What I Loved:  A popular theme in Peter Pan retells has been that Hook is not the ‘bad guy’ and Peter Pan is.  I haven’t minded these role swaps, and find them a lot of fun, I’m thankful that someone has decided to keep the playful, adventurous Peter Pan in character!   I loved the descriptions of him behaving perfectly youthful and curious, while at the same time showing his burden for the home he loves and the desire to keep it protected from those who wish to use it for their own gain.
Gwen’s character was so perfect, even before Peter and Neverland come into play in this book, you can see the internal battle that she faces between wanting to be teenage and enjoy the things teenagers enjoy, while at the same time keeping that carefree freedom that only comes with being a child.  As she does venture into Neverland, that internal battle is even stronger.
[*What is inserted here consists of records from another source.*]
fn derive_client_name(config: &BridgeConfig) -> String {
    if let Some(name) = &config.client_name {
        return name.clone();
    }
    std::env::current_exe()
        .ok()
        .and_then(|p| p.file_stem().map(|s| s.to_string_lossy().into_owned()))
        .unwrap_or_else(|| "jackasio-bridge".to_string())
}

/// Everything the realtime process callback trampoline needs, shared
/// between the façade and the raw `extern "C"` entry point via a leaked
/// `Arc` (spec §9 "Global/singleton state" — the symbol table is
/// process-wide already; this mirrors that for the one active client).
struct ProcessState {
    rendezvous: RendezvousCore,
    channels: Arc<RwLock<ChannelSet>>,
    #[allow(dead_code)]
    format: SampleFormat,
    callbacks: Mutex<Option<Box<dyn GuestCallbacks>>>,
    time_info_mode: AtomicBool,
    time_code_enabled: AtomicBool,
    sample_rate: RwLock<f64>,
    backend: Arc<dyn BackendOps>,
    client: ClientHandle,
}

/// The driver façade. One instance per open guest driver (spec §3: "at
/// most one active at a time per process").
pub struct Driver {
    state: DriverState,
    config: BridgeConfig,
    backend: Arc<dyn BackendOps>,
    client: Option<ClientHandle>,
    client_name: Option<ClientName>,
    sample_rate: f64,
    buffer_frames: u32,
    format: SampleFormat,
    channels: Option<Arc<RwLock<ChannelSet>>>,
    process: Option<Arc<ProcessState>>,
    guest_thread: Option<JoinHandle<()>>,
    last_error: Option<String>,
}

/// Raw trampoline JACK invokes for every cycle. `arg` is the raw pointer
/// obtained from `Arc::into_raw` on a [`ProcessState`]. Must never
/// allocate, log, or panic across the FFI boundary — a caught panic at
/// worst emits silence for one cycle before `process = "abort"` takes
/// over (see the release profile).
extern "C" fn process_trampoline(n_frames: u32, arg: *mut c_void) -> i32 {
    // Safety: `arg` is the pointer this driver handed `set_process_callback`
    // in `open`, pointing at a `ProcessState` kept alive for exactly as
    // long as the callback is installed.
    let state = unsafe { &*(arg as *const ProcessState) };

    if !state.rendezvous.is_running() {
        return 0;
    }

    let channels = state.channels.read();
    let index = state.rendezvous.buffer_index();
    let now_ns = crate::time::stamp_now();

    // Safety: `jack_port_get_buffer` hands back a pointer into the
    // backend's own per-cycle buffer pool, valid for exactly `n_frames`
    // floats for the duration of this callback — standard JACK contract.
    let port_slice = |port: Option<crate::backend::PortHandle>| -> Option<&'static mut [f32]> {
        let port = port?;
        let ptr = state.backend.port_get_buffer(port, n_frames);
        if ptr.is_null() {
            None
        } else {
            Some(unsafe { std::slice::from_raw_parts_mut(ptr, n_frames as usize) })
        }
    };

    // Step 2 of spec §4.E: copy inputs in, applying the sample converter.
    let inputs: Vec<Option<&[f32]>> = channels.inputs.iter().map(|c| port_slice(c.port).map(|s| &*s)).collect();
    unsafe {
        stage_inputs(&channels, index, &inputs);
    }

    // Steps 3-5: stamp position/time, rendezvous with the guest thread.
    let returned_index = state.rendezvous.run_backend_cycle(n_frames, now_ns);

    // Step 6: copy outputs out, applying the reverse converter.
    let mut outputs: Vec<Option<&mut [f32]>> = channels.outputs.iter().map(|c| port_slice(c.port)).collect();
    unsafe {
        drain_outputs(&channels, returned_index, &mut outputs);
    }

    0
}

/// Raw trampoline for the buffer-size-change, sample-rate-change and
/// latency-change notifications. This driver has nothing useful to do in
/// response to any of the three beyond recording that they happened — the
/// authoritative values are re-queried the next time the façade asks for
/// them — so one trampoline serves all three registrations.
extern "C" fn size_change_trampoline(value: u32, _arg: *mut c_void) -> i32 {
    info!(value, "backend notified a buffer size, sample rate or latency change");
    0
}

/// Raw trampoline for the backend's info-shutdown notification. Forwards
/// to the installed [`GuestCallbacks::on_shutdown`], if any.
extern "C" fn shutdown_trampoline(reason: *const std::os::raw::c_char, arg: *mut c_void) {
    // Safety: see `process_trampoline`.
    let state = unsafe { &*(arg as *const ProcessState) };
    let reason = if reason.is_null() {
        "backend shut down".to_string()
    } else {
        unsafe { std::ffi::CStr::from_ptr(reason) }.to_string_lossy().into_owned()
    };
    warn!(reason = %reason, "backend client shut down");
    if let Some(callbacks) = state.callbacks.lock().as_mut() {
        callbacks.on_shutdown(&reason);
    }
}

/// Raw trampoline run on the guest-context thread spawned at `open`. Loops
/// calling [`RendezvousCore::guest_cycle`] until told to terminate.
fn guest_thread_loop(process: Arc<ProcessState>) {
    process.rendezvous.signal_guest_thread_started();
    loop {
        let time_info_mode = process.time_info_mode.load(Ordering::Acquire);
        let time_code_enabled = process.time_code_enabled.load(Ordering::Acquire);
        let backend = process.backend.clone();
        let client = process.client;
        let sample_rate = *process.sample_rate.read();
        let position = process.rendezvous.sample_position();
        let stamp = process.rendezvous.time_stamp();

        let context = process.rendezvous.guest_cycle(time_info_mode, || {
            TimeInfo::build(position, stamp, sample_rate, time_code_enabled, || backend.transport_query(client))
        });

        let Some(context) = context else {
            break;
        };

        if let Some(callbacks) = process.callbacks.lock().as_mut() {
            callbacks.on_cycle(context.buffer_index, context.is_priming, context.time_info.as_ref());
        }
        process.rendezvous.guest_cycle_done();
    }
}
impl BackendOps for JackLibrary {
    fn is_ok(&self) -> bool {
        symbols().map(|s| s.client_open.is_some()).unwrap_or(false)
    }

    fn client_open(&self, name: &str, autostart: bool) -> Option<ClientHandle> {
        let f = symbols()?.client_open?;
        let cname = to_cstring(name);
        // JackNullOption = 0, JackNoStartServer = 0x01
        let options: u32 = if autostart { 0 } else { 0x01 };
        let mut status: i32 = 0;
        let ptr = unsafe { f(cname.as_ptr(), options, &mut status) };
        if ptr.is_null() {
            None
        } else {
            Some(ClientHandle(ptr))
        }
    }

    fn client_close(&self, client: ClientHandle) -> bool {
        symbols().and_then(|s| s.client_close).map(|f| unsafe { f(client.0) == 0 }).unwrap_or(false)
    }

    fn get_client_name(&self, client: ClientHandle) -> Option<String> {
        let f = symbols()?.get_client_name?;
        unsafe { cstr_to_string(f(client.0)) }
    }

    fn activate(&self, client: ClientHandle) -> bool {
        symbols().and_then(|s| s.activate).map(|f| unsafe { f(client.0) == 0 }).unwrap_or(false)
    }

    fn deactivate(&self, client: ClientHandle) -> bool {
        symbols().and_then(|s| s.deactivate).map(|f| unsafe { f(client.0) == 0 }).unwrap_or(false)
    }

    fn is_realtime(&self, client: ClientHandle) -> bool {
        symbols().and_then(|s| s.is_realtime).map(|f| unsafe { f(client.0) != 0 }).unwrap_or(false)
    }

    fn get_sample_rate(&self, client: ClientHandle) -> Option<f64> {
        let f = symbols()?.get_sample_rate?;
        Some(unsafe { f(client.0) } as f64)
    }

    fn get_buffer_size(&self, client: ClientHandle) -> Option<u32> {
        let f = symbols()?.get_buffer_size?;
        Some(unsafe { f(client.0) })
    }

    fn set_buffer_size(&self, client: ClientHandle, frames: u32) -> bool {
        symbols()
            .and_then(|s| s.set_buffer_size)
            .map(|f| unsafe { f(client.0, frames) == 0 })
            .unwrap_or(false)
    }

    fn set_process_callback(&self, client: ClientHandle, cb: RawProcessCallback, arg: *mut c_void) -> bool {
        symbols()
            .and_then(|s| s.set_process_callback)
            .map(|f| unsafe { f(client.0, cb, arg) == 0 })
            .unwrap_or(false)
    }

    fn set_buffer_size_callback(&self, client: ClientHandle, cb: RawSizeCallback, arg: *mut c_void) -> bool {
        symbols()
            .and_then(|s| s.set_buffer_size_callback)
            .map(|f| unsafe { f(client.0, cb, arg) == 0 })
            .unwrap_or(false)
    }

    fn set_sample_rate_callback(&self, client: ClientHandle, cb: RawSizeCallback, arg: *mut c_void) -> bool {
        symbols()
            .and_then(|s| s.set_sample_rate_callback)
            .map(|f| unsafe { f(client.0, cb, arg) == 0 })
            .unwrap_or(false)
    }

    fn set_latency_callback(&self, client: ClientHandle, cb: RawSizeCallback, arg: *mut c_void) -> bool {
        symbols()
            .and_then(|s| s.set_latency_callback)
            .map(|f| unsafe { f(client.0, cb, arg) == 0 })
            .unwrap_or(false)
    }

    fn set_shutdown_callback(&self, client: ClientHandle, cb: RawShutdownCallback, arg: *mut c_void) {
        if let Some(f) = symbols().and_then(|s| s.set_shutdown_callback) {
            unsafe { f(client.0, cb, arg) }
        }
    }

    fn set_thread_creator(&self, creator: RawThreadCreator) -> bool {
        if let Some(f) = symbols().and_then(|s| s.set_thread_creator) {
            unsafe { f(creator) };
            true
        } else {
            false
        }
    }

    fn port_register(&self, client: ClientHandle, name: &str, direction: PortDirection) -> Option<PortHandle> {
        let f = symbols()?.port_register?;
        let cname = to_cstring(name);
        // JACK_DEFAULT_AUDIO_TYPE
        let ctype = to_cstring("32 bit float mono audio");
        let flags: u64 = match direction {
            PortDirection::Input => 0x1,  // JackPortIsInput
            PortDirection::Output => 0x2, // JackPortIsOutput
        };
        let ptr = unsafe { f(client.0, cname.as_ptr(), ctype.as_ptr(), flags, 0) };
        if ptr.is_null() {
            None
        } else {
            Some(PortHandle(ptr))
        }
    }

    fn port_unregister(&self, client: ClientHandle, port: PortHandle) -> bool {
        symbols()
            .and_then(|s| s.port_unregister)
            .map(|f| unsafe { f(client.0, port.0) == 0 })
            .unwrap_or(false)
    }

    fn port_name(&self, port: PortHandle) -> Option<String> {
        let f = symbols()?.port_name?;
        unsafe { cstr_to_string(f(port.0)) }
    }

    fn port_get_latency_range(&self, port: PortHandle, which: LatencyType) -> LatencyRange {
        let Some(f) = symbols().and_then(|s| s.port_get_latency_range) else {
            return LatencyRange::default();
        };
        let mode: u32 = match which {
            LatencyType::Capture => 0,
            LatencyType::Playback => 1,
        };
        let mut range = [0u32; 2];
        unsafe { f(port.0, mode, &mut range) };
        LatencyRange { min: range[0], max: range[1] }
    }

    fn port_by_name(&self, client: ClientHandle, name: &str) -> Option<PortHandle> {
        let f = symbols()?.port_by_name?;
        let cname = to_cstring(name);
        let ptr = unsafe { f(client.0, cname.as_ptr()) };
        if ptr.is_null() {
            None
        } else {
            Some(PortHandle(ptr))
        }
    }

    fn port_type(&self, port: PortHandle) -> Option<String> {
        let f = symbols()?.port_type?;
        unsafe { cstr_to_string(f(port.0)) }
    }

    fn get_ports(&self, client: ClientHandle, name_pattern: Option<&str>, type_pattern: Option<&str>, flags: u32) -> Vec<String> {
        let Some(f) = symbols().and_then(|s| s.get_ports) else {
            return Vec::new();
        };
        let Some(free) = symbols().and_then(|s| s.free) else {
            return Vec::new();
        };
        let name_c = name_pattern.map(to_cstring);
        let type_c = type_pattern.map(to_cstring);
        let name_ptr = name_c.as_ref().map(|c| c.as_ptr()).unwrap_or(std::ptr::null());
        let type_ptr = type_c.as_ref().map(|c| c.as_ptr()).unwrap_or(std::ptr::null());

        let raw = unsafe { f(client.0, name_ptr, type_ptr, flags as u64) };
        if raw.is_null() {
            return Vec::new();
        }
        let mut out = Vec::new();
        unsafe {
            let mut i = 0isize;
            loop {
                let entry = *raw.offset(i);
                if entry.is_null() {
                    break;
                }
                if let Some(s) = cstr_to_string(entry) {
                    out.push(s);
                }
                i += 1;
            }
            free(raw as *mut c_void);
        }
        out
    }

    fn connect(&self, client: ClientHandle, source: &str, destination: &str) -> bool {
        let Some(f) = symbols().and_then(|s| s.connect) else {
            return false;
        };
        let csrc = to_cstring(source);
        let cdst = to_cstring(destination);
        unsafe { f(client.0, csrc.as_ptr(), cdst.as_ptr()) == 0 }
    }

    fn port_get_buffer(&self, port: PortHandle, n_frames: u32) -> *mut f32 {
        let Some(f) = symbols().and_then(|s| s.port_get_buffer) else {
            return std::ptr::null_mut();
        };
        unsafe { f(port.0, n_frames) as *mut f32 }
    }

    fn transport_query(&self, client: ClientHandle) -> TransportState {
        let Some(f) = symbols().and_then(|s| s.transport_query) else {
            return TransportState::default();
        };
        // JackTransportStopped = 0, JackTransportRolling = 1, JackTransportStarting = 3
        match unsafe { f(client.0, std::ptr::null_mut()) } {
            1 => TransportState::Rolling,
            3 => TransportState::Starting,
            _ => TransportState::Stopped,
        }
    }
}

#[cfg(test)]
mod tests {
    use super::*;

    #[test]
    fn is_ok_false_without_a_library_on_the_search_path() {
        // In the test sandbox `libjack.so` is not installed, so every
        // fallback path (S7 in spec §8) should be exercised rather than
        // panicking.
        let backend = JackLibrary::new();
        assert!(!backend.is_ok());
        assert!(backend.client_open("test", false).is_none());
        assert!(!backend.activate(ClientHandle(std::ptr::null_mut())));
        assert_eq!(backend.get_ports(ClientHandle(std::ptr::null_mut()), None, None, 0), Vec::<String>::new());
    }
}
Not So Much: Given the title, I thought that there would be more of a ‘war’ happening, as far as action.  What we have is the tip of a story, an introduction to characters and the promise of more adventure.  I know this, because I verified by checking out Audrey Greathouse’s website, but that wasn’t until I finished the story, so while now I’m pretty satisfied, while reading I was a little let down about this.

The Verdict:        
I liked this book, but I predict that I’m going to LOVE sequel!  This book is very YA appropriate, and honestly, I’m considering buying the book and putting it into the hands of my 11 year old daughter.
Note:  I received this book from Netgalley.com in exchange for an honest review.